Me: “Hey Patch, for your reading assignment you need to read a Newbery award book. I think you should read this one.”
Patch: “What’s it called?” he asked turning it over. Then he saw the title, The Princess Academy and paused.
Me: “I know has princess in the title, but I really think you’ll like it.”
Patch: “Okay” sounding doubtful.
Later that evening.
Patch: “I think this should be a read at home book, because I don’t want it to get lost at school.”
Me: “Are you a little embarrassed to take a princess book to school?”
Patch: Long explanation of why he needs to leave the book at home, uses supporting evidence, even though he intends to take a different book to school.
Me: “Also, you’re a little embarrassed to take a princess book to school.”
Patch: Sheepish half-smile. “Yeah.”
Me: “I understand. I don’t really think there are girl books and boy books, just stories. But some people do think that way and I understand if you are worried about getting teased.”
Patch: Nods and begins reading.
The first day, he stuck to his plan. The other book went to school. On the second day, Patch went to his back pack and pulled out the other book.

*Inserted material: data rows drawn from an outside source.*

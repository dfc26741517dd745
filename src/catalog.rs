// LFProc - Low-frequency windowed processing for sensor archives
// Copyright (c) 2025 David Martin Venti
//
// Dual-licensed under AGPL-3.0 and Commercial License.
// See LICENSE file for details.

//! Source file catalog
//!
//! The [`TimeCatalog`] is the registry of source files and the time span each
//! one covers. It is built once (typically from a CSV table produced by a
//! directory scan) and never changes afterwards.
//!
//! # Table format
//!
//! ```text
//! file,start_time,end_time
//! data/run_0001.lfd,2015-01-01T00:00:00,2015-01-01T00:00:29.9995
//! data/run_0002.lfd,2015-01-01T00:00:30,2015-01-01T00:00:59.9995
//! ```

use std::io::{Read, Write};
use std::path::Path;

use serde::{Deserialize, Serialize};

use crate::error::{CatalogError, LfprocError, Result};
use crate::gaps;
use crate::time::{TimeRange, Timestamp};

/// Reference to a source file, as understood by the configured reader
pub type SourceRef = String;

/// One source file and the span it covers
#[derive(Debug, Clone, PartialEq, Eq, Serialize, Deserialize)]
pub struct CatalogEntry {
    pub source_ref: SourceRef,
    pub start_time: Timestamp,
    pub end_time: Timestamp,
}

impl CatalogEntry {
    pub fn new(source_ref: impl Into<String>, start_time: Timestamp, end_time: Timestamp) -> Self {
        Self {
            source_ref: source_ref.into(),
            start_time,
            end_time,
        }
    }

    /// True if the entry intersects the open interval `(bg, ed)`
    pub fn overlaps(&self, bg: Timestamp, ed: Timestamp) -> bool {
        self.start_time < ed && self.end_time > bg
    }
}

/// Row of the on-disk catalog table
#[derive(Debug, Serialize, Deserialize)]
struct CatalogRow {
    file: String,
    start_time: String,
    end_time: String,
}

/// Sorted registry of source files
#[derive(Debug, Clone, Default, PartialEq)]
pub struct TimeCatalog {
    entries: Vec<CatalogEntry>,
}

impl TimeCatalog {
    /// Build a catalog, sorting entries by start time.
    ///
    /// Entries whose start is not before their end are rejected.
    pub fn new(mut entries: Vec<CatalogEntry>) -> std::result::Result<Self, CatalogError> {
        if let Some(bad) = entries.iter().find(|e| e.start_time >= e.end_time) {
            return Err(CatalogError::InvalidInterval {
                source_ref: bad.source_ref.clone(),
                start: bad.start_time,
                end: bad.end_time,
            });
        }
        entries.sort_by_key(|e| e.start_time);
        Ok(Self { entries })
    }

    /// Read a `file,start_time,end_time` table
    pub fn from_csv_reader<R: Read>(reader: R) -> std::result::Result<Self, CatalogError> {
        let mut rdr = csv::Reader::from_reader(reader);
        let mut entries = Vec::new();
        for row in rdr.deserialize::<CatalogRow>() {
            let row = row?;
            entries.push(CatalogEntry {
                start_time: Timestamp::parse(&row.start_time)?,
                end_time: Timestamp::parse(&row.end_time)?,
                source_ref: row.file,
            });
        }
        Self::new(entries)
    }

    /// Load a catalog table from disk
    pub fn from_csv_path(path: &Path) -> Result<Self> {
        let file = std::fs::File::open(path).map_err(|e| LfprocError::io(path, e))?;
        Ok(Self::from_csv_reader(file)?)
    }

    /// Write the catalog as a `file,start_time,end_time` table
    pub fn to_csv_writer<W: Write>(&self, writer: W) -> std::result::Result<(), CatalogError> {
        let mut wtr = csv::Writer::from_writer(writer);
        for e in &self.entries {
            wtr.serialize(CatalogRow {
                file: e.source_ref.clone(),
                start_time: e.start_time.to_string(),
                end_time: e.end_time.to_string(),
            })?;
        }
        wtr.flush()
            .map_err(|e| CatalogError::Table(e.to_string()))?;
        Ok(())
    }

    /// Save the catalog table to disk
    pub fn to_csv_path(&self, path: &Path) -> Result<()> {
        let file = std::fs::File::create(path).map_err(|e| LfprocError::io(path, e))?;
        Ok(self.to_csv_writer(file)?)
    }

    /// Entries in ascending start order
    pub fn entries(&self) -> &[CatalogEntry] {
        &self.entries
    }

    pub fn len(&self) -> usize {
        self.entries.len()
    }

    pub fn is_empty(&self) -> bool {
        self.entries.is_empty()
    }

    /// Every entry with `start_time < ed` and `end_time > bg`, in catalog order
    pub fn overlapping(&self, bg: Timestamp, ed: Timestamp) -> Vec<&CatalogEntry> {
        // Entries starting at or after `ed` cannot overlap; the scan stops there.
        let upper = self.entries.partition_point(|e| e.start_time < ed);
        self.entries[..upper]
            .iter()
            .filter(|e| e.end_time > bg)
            .collect()
    }

    /// Spans of continuous coverage.
    ///
    /// See [`gaps::contiguous_segments`] for the tolerance rule.
    pub fn contiguous_segments(&self, gap_tolerance_us: Option<i64>) -> Vec<TimeRange> {
        gaps::contiguous_segments(&self.entries, gap_tolerance_us)
    }

    /// Earliest start to latest end over all entries
    pub fn time_span(&self) -> Option<TimeRange> {
        let first = self.entries.first()?;
        let end = self.entries.iter().map(|e| e.end_time).max()?;
        Some(TimeRange::new(first.start_time, end))
    }
}

#[cfg(test)]
mod tests {
    use super::*;

    fn entry(name: &str, start: i64, end: i64) -> CatalogEntry {
        CatalogEntry::new(name, Timestamp::from_secs(start), Timestamp::from_secs(end))
    }

    #[test]
    fn test_new_sorts_by_start() {
        let cat = TimeCatalog::new(vec![
            entry("c", 20, 30),
            entry("a", 0, 10),
            entry("b", 10, 20),
        ])
        .unwrap();
        let names: Vec<_> = cat.entries().iter().map(|e| e.source_ref.as_str()).collect();
        assert_eq!(names, ["a", "b", "c"]);
    }

    #[test]
    fn test_rejects_empty_interval() {
        let err = TimeCatalog::new(vec![entry("x", 5, 5)]).unwrap_err();
        assert!(matches!(err, CatalogError::InvalidInterval { .. }));
    }

    #[test]
    fn test_overlapping_is_strict() {
        let cat = TimeCatalog::new(vec![
            entry("a", 0, 10),
            entry("b", 10, 20),
            entry("c", 20, 30),
        ])
        .unwrap();

        let hit = cat.overlapping(Timestamp::from_secs(10), Timestamp::from_secs(20));
        assert_eq!(hit.len(), 1);
        assert_eq!(hit[0].source_ref, "b");

        let hit = cat.overlapping(Timestamp::from_secs(5), Timestamp::from_secs(25));
        let names: Vec<_> = hit.iter().map(|e| e.source_ref.as_str()).collect();
        assert_eq!(names, ["a", "b", "c"]);

        assert!(cat
            .overlapping(Timestamp::from_secs(30), Timestamp::from_secs(40))
            .is_empty());
    }

    #[test]
    fn test_overlapping_long_entry() {
        // A long file starting first still overlaps a late query
        let cat = TimeCatalog::new(vec![entry("long", 0, 100), entry("short", 10, 12)]).unwrap();
        let hit = cat.overlapping(Timestamp::from_secs(50), Timestamp::from_secs(60));
        assert_eq!(hit.len(), 1);
        assert_eq!(hit[0].source_ref, "long");
    }

    #[test]
    fn test_csv_roundtrip() {
        let csv_text = "file,start_time,end_time\n\
                        b.lfd,2015-01-01T00:00:30,2015-01-01T00:00:59.9995\n\
                        a.lfd,2015-01-01T00:00:00,2015-01-01T00:00:29.9995\n";
        let cat = TimeCatalog::from_csv_reader(csv_text.as_bytes()).unwrap();
        assert_eq!(cat.len(), 2);
        assert_eq!(cat.entries()[0].source_ref, "a.lfd");
        assert_eq!(
            cat.entries()[0].end_time,
            Timestamp::parse("2015-01-01T00:00:29.9995").unwrap()
        );

        let mut buf = Vec::new();
        cat.to_csv_writer(&mut buf).unwrap();
        let again = TimeCatalog::from_csv_reader(buf.as_slice()).unwrap();
        assert_eq!(cat, again);
    }

    #[test]
    fn test_csv_bad_timestamp() {
        let csv_text = "file,start_time,end_time\nx,not-a-time,2015-01-01T00:00:00\n";
        let err = TimeCatalog::from_csv_reader(csv_text.as_bytes()).unwrap_err();
        assert!(matches!(err, CatalogError::BadTimestamp(_)));
    }

    #[test]
    fn test_time_span() {
        let cat = TimeCatalog::new(vec![entry("a", 0, 50), entry("b", 10, 20)]).unwrap();
        let span = cat.time_span().unwrap();
        assert_eq!(span.start, Timestamp::from_secs(0));
        assert_eq!(span.end, Timestamp::from_secs(50));
        assert!(TimeCatalog::default().time_span().is_none());
    }
}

Patch: Holding up The Princess Academy, “I’m taking this one. It’s really good.”
When I picked him up from school that day he walked slowly to the car because he was reading as he walked. In the car he spun theories about what would happen next and how the mountain folk really should be rich because of all the Linder.
Thus do I begin to teach my son that good stories reside in all sorts of covers. I also begin to teach him that he can identify with a female protagonist and be just as enthralled by her story as by stories which feature boys. And if my son can identify with fictional girls then he can empathize with real life ones. Book by book the world can become a better place.